Les dunes nous avalent comme des coulisses après un salon cosplay. Sable chaud sous les pieds nus, odeur de sel et d’algues écrasées. Je suis Claudine en surface, mais avec ces lunettes de soleil sur le nez, je deviens Anonyme. Mon bikini rose pâle colle à ma peau mouillée, presque invisible, comme un costume second peau. Le mari ronchonne sur sa serviette, bite molle maintenant après son flop. Adrien, Grosse-Queue, m’attend plus loin, son corps sculpté luisant au soleil. Mon cœur cogne. Excitation et pudeur se battent. ‘Vas-y, offre-toi ce sextra’, me susurre ma voix intérieure.

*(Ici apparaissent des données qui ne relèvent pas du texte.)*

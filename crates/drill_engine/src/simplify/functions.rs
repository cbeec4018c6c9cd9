//! Elementary functions: `exp`, `log`, `Abs`, roots, factorial, inverse
//! trigonometric and hyperbolic functions. Trigonometric functions live in
//! `trig.rs`.

use drill_ast::{Expr, ExprId};
use num_bigint::BigInt;
use num_integer::Integer;
use num_rational::BigRational;
use num_traits::{One, Signed, Zero};

use super::numeric::{factor_integer, factorial};
use super::Simplifier;
use crate::error::EngineError;
use crate::poly::{mono_mul, Fraction, Monomial, Poly};

fn half() -> BigRational {
    BigRational::new(1.into(), 2.into())
}

fn ratio(n: i64, d: i64) -> BigRational {
    BigRational::new(n.into(), d.into())
}

impl Simplifier<'_> {
    pub(super) fn function(&mut self, name: &str, args: &[ExprId]) -> Result<Fraction, EngineError> {
        let mut values = Vec::with_capacity(args.len());
        for arg in args {
            values.push(self.fraction(*arg)?);
        }
        if values.iter().any(Fraction::is_undefined) {
            return Ok(Fraction::undefined());
        }

        match (name, values.as_slice()) {
            ("sqrt", [u]) => self.pow_rational(u.clone(), &half()),
            ("root", [u, n]) => {
                let inverse = Fraction::integer(1).div(n, &mut self.budget)?;
                self.power(u.clone(), inverse)
            }
            ("exp", [u]) => self.exp_of(u.clone()),
            ("log", [u]) => self.log_of(u),
            ("log", [u, b]) => {
                let num = self.log_of(u)?;
                let den = self.log_of(b)?;
                Ok(num.div(&den, &mut self.budget)?)
            }
            ("Abs", [u]) => self.abs_of(u),
            ("factorial", [u]) => self.factorial_of(u),
            ("sin" | "cos" | "tan" | "cot" | "sec" | "csc", [u]) => self.trig(name, u),
            ("asin" | "acos" | "atan", [u]) => self.inverse_trig(name, u),
            ("sinh" | "cosh" | "tanh", [u]) => self.hyperbolic(name, u),
            _ => self.opaque_call(name, &values),
        }
    }

    /// `exp(u)`: constants fold into powers of `E`, every other monomial
    /// `c*m` becomes `exp(m)**c`, and `exp(c*log(w))` is `w**c`.
    pub(super) fn exp_of(&mut self, u: Fraction) -> Result<Fraction, EngineError> {
        if u.is_undefined() {
            return Ok(u);
        }
        if !u.is_polynomial() {
            return self.opaque_call("exp", &[u]);
        }

        let terms: Vec<(Monomial, BigRational)> =
            u.num.terms().map(|(m, c)| (m.clone(), c.clone())).collect();
        let mut result = Fraction::integer(1);
        for (m, c) in terms {
            let factor = if m.is_empty() {
                self.atom_pow(self.euler, c)
            } else if let Some(w) = self.log_argument(&m) {
                let w = self.fraction(w)?;
                self.pow_rational(w, &c)?
            } else {
                let arg = self.term_key(&m, BigRational::one())?;
                let key = self.ctx.call("exp", vec![arg]);
                self.atom_pow(key, c)
            };
            result = result.mul(&factor, &mut self.budget)?;
        }
        Ok(result)
    }

    /// `w` when `m` is exactly `log(w)`.
    fn log_argument(&self, m: &Monomial) -> Option<ExprId> {
        match m.as_slice() {
            [(a, e)] if e.is_one() => match self.ctx.get(*a) {
                Expr::Function(name, args) if name == "log" && args.len() == 1 => Some(args[0]),
                _ => None,
            },
            _ => None,
        }
    }

    /// `log(u)`, expanded over positive factors.
    fn log_of(&mut self, u: &Fraction) -> Result<Fraction, EngineError> {
        if u.is_undefined() || u.is_zero() {
            return Ok(Fraction::undefined());
        }
        if !u.is_polynomial() {
            return self.opaque_call("log", std::slice::from_ref(u));
        }
        if let Some((m, c)) = u.num.single_term() {
            let (m, c) = (m.clone(), c.clone());
            return self.log_term(&m, &c);
        }
        // log(g*P) = log(g) + log(P) for the positive content g
        let g = u.num.content();
        let rest = Fraction::from_poly(u.num.scale(&g.recip()));
        let numeric = self.log_rational(&g)?;
        let opaque = self.opaque_call("log", &[rest])?;
        Ok(numeric.add(&opaque, &mut self.budget)?)
    }

    fn log_term(&mut self, m: &Monomial, c: &BigRational) -> Result<Fraction, EngineError> {
        let mut result = self.log_rational(&c.abs())?;
        let mut rest = Monomial::new();
        for (a, e) in m {
            let e_frac = Fraction::constant(e.clone());
            let piece = if *a == self.euler {
                e_frac
            } else if let Some(arg) = self.real_exp_argument(*a) {
                let arg = self.fraction(arg)?;
                arg.mul(&e_frac, &mut self.budget)?
            } else if self.sign(*a).is_positive() {
                let key = self.ctx.call("log", vec![*a]);
                self.atom(key).mul(&e_frac, &mut self.budget)?
            } else {
                rest.push((*a, e.clone()));
                continue;
            };
            result = result.add(&piece, &mut self.budget)?;
        }
        if !rest.is_empty() || c.is_negative() {
            let sign = if c.is_negative() {
                -BigRational::one()
            } else {
                BigRational::one()
            };
            let key = self.term_key(&rest, sign)?;
            let key = self.ctx.call("log", vec![key]);
            result = result.add(&self.atom(key), &mut self.budget)?;
        }
        Ok(result)
    }

    /// `v` when `a` is `exp(v)` with `v` real.
    fn real_exp_argument(&self, a: ExprId) -> Option<ExprId> {
        match self.ctx.get(a) {
            Expr::Function(name, args) if name == "exp" && args.len() == 1 => {
                self.is_real(args[0]).then_some(args[0])
            }
            _ => None,
        }
    }

    /// `log(c)` for `c > 0` as a combination of `log(p)` over primes.
    fn log_rational(&mut self, c: &BigRational) -> Result<Fraction, EngineError> {
        let mut result = Poly::zero();
        if c.is_one() {
            return Ok(Fraction::from_poly(result));
        }
        let (numer_factors, numer_rest) = factor_integer(c.numer());
        let (denom_factors, denom_rest) = factor_integer(c.denom());
        let mut terms: Vec<(BigInt, BigRational)> = Vec::new();
        for (p, k) in numer_factors {
            terms.push((p, BigRational::from_integer(k.into())));
        }
        for (p, k) in denom_factors {
            terms.push((p, -BigRational::from_integer(k.into())));
        }
        if !numer_rest.is_one() {
            terms.push((numer_rest, BigRational::one()));
        }
        if !denom_rest.is_one() {
            terms.push((denom_rest, -BigRational::one()));
        }
        for (p, k) in terms {
            let n = self.ctx.rational(BigRational::from_integer(p));
            let key = self.ctx.call("log", vec![n]);
            result.add_term(smallvec::smallvec![(key, BigRational::one())], k);
        }
        Ok(Fraction::from_poly(result))
    }

    /// `Abs(u)`: numbers fold, products split factor by factor, sums with a
    /// known sign lose the bars.
    fn abs_of(&mut self, u: &Fraction) -> Result<Fraction, EngineError> {
        if u.is_undefined() {
            return Ok(Fraction::undefined());
        }
        if !u.is_polynomial() {
            let num = self.abs_poly(&u.num)?;
            let den = self.abs_poly(&u.den)?;
            return Ok(num.div(&den, &mut self.budget)?);
        }
        self.abs_poly(&u.num)
    }

    fn abs_poly(&mut self, p: &Poly) -> Result<Fraction, EngineError> {
        if let Some(c) = p.as_constant() {
            return Ok(Fraction::constant(c.abs()));
        }
        if let Some((m, c)) = p.single_term() {
            let (m, mut c) = (m.clone(), c.abs());
            let mut out = Monomial::new();
            for (a, e) in &m {
                let even = e.is_integer() && e.to_integer().is_even();
                let sign = self.sign(*a);
                let factor = if sign.is_nonnegative() || (even && self.is_real(*a)) {
                    *a
                } else if sign.is_nonpositive() && e.is_integer() {
                    // |a**k| = (-1)**k * a**k for a <= 0
                    c = -c;
                    *a
                } else {
                    self.ctx.call("Abs", vec![*a])
                };
                out = mono_mul(&out, &smallvec::smallvec![(factor, e.clone())]);
            }
            return Ok(Fraction::from_poly(Poly::term(out, c)));
        }

        let expr = self.poly_expr(p)?;
        let sign = self.sign(expr);
        if sign.is_nonnegative() {
            return Ok(Fraction::from_poly(p.clone()));
        }
        if sign.is_nonpositive() {
            return Ok(Fraction::from_poly(p.neg()));
        }

        // |g*P| = g*|P|, with P's leading coefficient made positive
        let g = p.content();
        let mut rest = p.scale(&g.recip());
        let leading_negative = rest
            .leading_term()
            .is_some_and(|(_, c)| c.is_negative());
        if leading_negative {
            rest = rest.neg();
        }
        let bars = self.opaque_call("Abs", &[Fraction::from_poly(rest)])?;
        Ok(bars.mul(&Fraction::constant(g), &mut self.budget)?)
    }

    fn factorial_of(&mut self, u: &Fraction) -> Result<Fraction, EngineError> {
        if let Some(n) = u.as_constant().filter(|n| n.is_integer()) {
            if n.is_negative() {
                return Ok(Fraction::undefined());
            }
            if let Some(value) = factorial(&n.to_integer(), &mut self.budget)? {
                return Ok(Fraction::constant(BigRational::from_integer(value)));
            }
        }
        self.opaque_call("factorial", std::slice::from_ref(u))
    }

    /// Exact values of `asin`, `acos`, `atan` at the standard points, odd
    /// symmetry for numeric arguments, otherwise an atom.
    fn inverse_trig(&mut self, name: &str, u: &Fraction) -> Result<Fraction, EngineError> {
        let table: Vec<(Fraction, BigRational)> = match name {
            "atan" => vec![
                (Fraction::integer(0), BigRational::zero()),
                (self.surd(3, ratio(1, 3))?, ratio(1, 6)),
                (Fraction::integer(1), ratio(1, 4)),
                (self.surd(3, BigRational::one())?, ratio(1, 3)),
            ],
            _ => vec![
                (Fraction::integer(0), BigRational::zero()),
                (Fraction::constant(half()), ratio(1, 6)),
                (self.surd(2, half())?, ratio(1, 4)),
                (self.surd(3, half())?, ratio(1, 3)),
                (Fraction::integer(1), half()),
            ],
        };

        let negated = u.neg();
        let hit = table.iter().find_map(|(value, angle)| {
            if value == u {
                Some(angle.clone())
            } else if *value == negated {
                Some(-angle.clone())
            } else {
                None
            }
        });

        match hit {
            Some(angle) => {
                // acos(v) = pi/2 - asin(v)
                let multiple = if name == "acos" { half() - angle } else { angle };
                Ok(self.atom(self.pi).mul(&Fraction::constant(multiple), &mut self.budget)?)
            }
            None => self.opaque_call(name, std::slice::from_ref(u)),
        }
    }

    /// `k * sqrt(n)` in canonical form.
    pub(super) fn surd(&mut self, n: i64, k: BigRational) -> Result<Fraction, EngineError> {
        let root = self.numeric_power(&BigRational::from_integer(n.into()), &half())?;
        Ok(root.mul(&Fraction::constant(k), &mut self.budget)?)
    }

    fn hyperbolic(&mut self, name: &str, u: &Fraction) -> Result<Fraction, EngineError> {
        let up = self.exp_of(u.clone())?;
        let down = self.exp_of(u.neg())?;
        let halve = Fraction::constant(half());
        let sinh = up.sub(&down, &mut self.budget)?.mul(&halve, &mut self.budget)?;
        let cosh = up.add(&down, &mut self.budget)?.mul(&halve, &mut self.budget)?;
        Ok(match name {
            "sinh" => sinh,
            "cosh" => cosh,
            _ => sinh.div(&cosh, &mut self.budget)?,
        })
    }
}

Je m’approche d’Adrien, fesses tanguantes, seins libres qui ballotent. Il sourit, yeux dans les miens masqués. ‘T’es prête pour les dunes, Beauté ?’ Sa voix grave vibre dans l’air tiède. Je hoche la tête, Anonyme triomphe. On s’enfonce dans le cordon végétal, herbes piquantes qui griffent les chevilles. Loin des regards de la plage. Mon souffle s’accélère. Il me plaque contre une paroi sableuse, mains rugueuses sur mes hanches. Odeur de sa peau salée, mélange sueur et océan. ‘T’es une autre avec ces lunettes, hein ? Une salope anonyme.’ Je gémis oui, pulsions libérées.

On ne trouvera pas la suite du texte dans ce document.